» **What you will do**
Each entry below should be reproduced character for character.

» **Entries shown**

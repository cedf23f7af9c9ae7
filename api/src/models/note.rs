use chrono::{DateTime, Utc};
use serde::{Deserialize, Serialize};
use sqlx::FromRow;

#[derive(Debug, Clone, PartialEq, Eq, Serialize, Deserialize, FromRow)]
#[serde(rename_all = "camelCase")]
pub struct Note {
    pub id: i64,
    pub title: String,
    pub content: String,
    pub created_at: DateTime<Utc>,
    pub updated_at: DateTime<Utc>,
}

/// Fields of a note about to be inserted. Already validated.
#[derive(Debug, Clone)]
pub struct NewNote {
    pub title: String,
    pub content: String,
}

/// Partial update; `None` leaves the column untouched.
#[derive(Debug, Clone, Default)]
pub struct NoteChanges {
    pub title: Option<String>,
    pub content: Option<String>,
}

» **Written answer**
repository cedf23f7af9c9ae7
filename api/src/models/note.rs
use chrono::{DateTime, Utc};
use serde::{Deserialize, Serialize};
use sqlx::FromRow;

#[derive(Debug, Clone, PartialEq, Eq, Serialize, Deserialize, FromRow)]
#[serde(rename_all = "camelCase")]
pub struct Note {
    pub id: i64,
    pub title: String,
    pub content: String,
    pub created_at: DateTime<Utc>,
    pub updated_at: DateTime<Utc>,
}

/// Fields of a note about to be inserted. Already validated.
#[derive(Debug, Clone)]
pub struct NewNote {
    pub title: String,
    pub content: String,
}

/// Partial update; `None` leaves the column untouched.
#[derive(Debug, Clone, Default)]
pub struct NoteChanges {
    pub title: Option<String>,
    pub content: Option<String>,
}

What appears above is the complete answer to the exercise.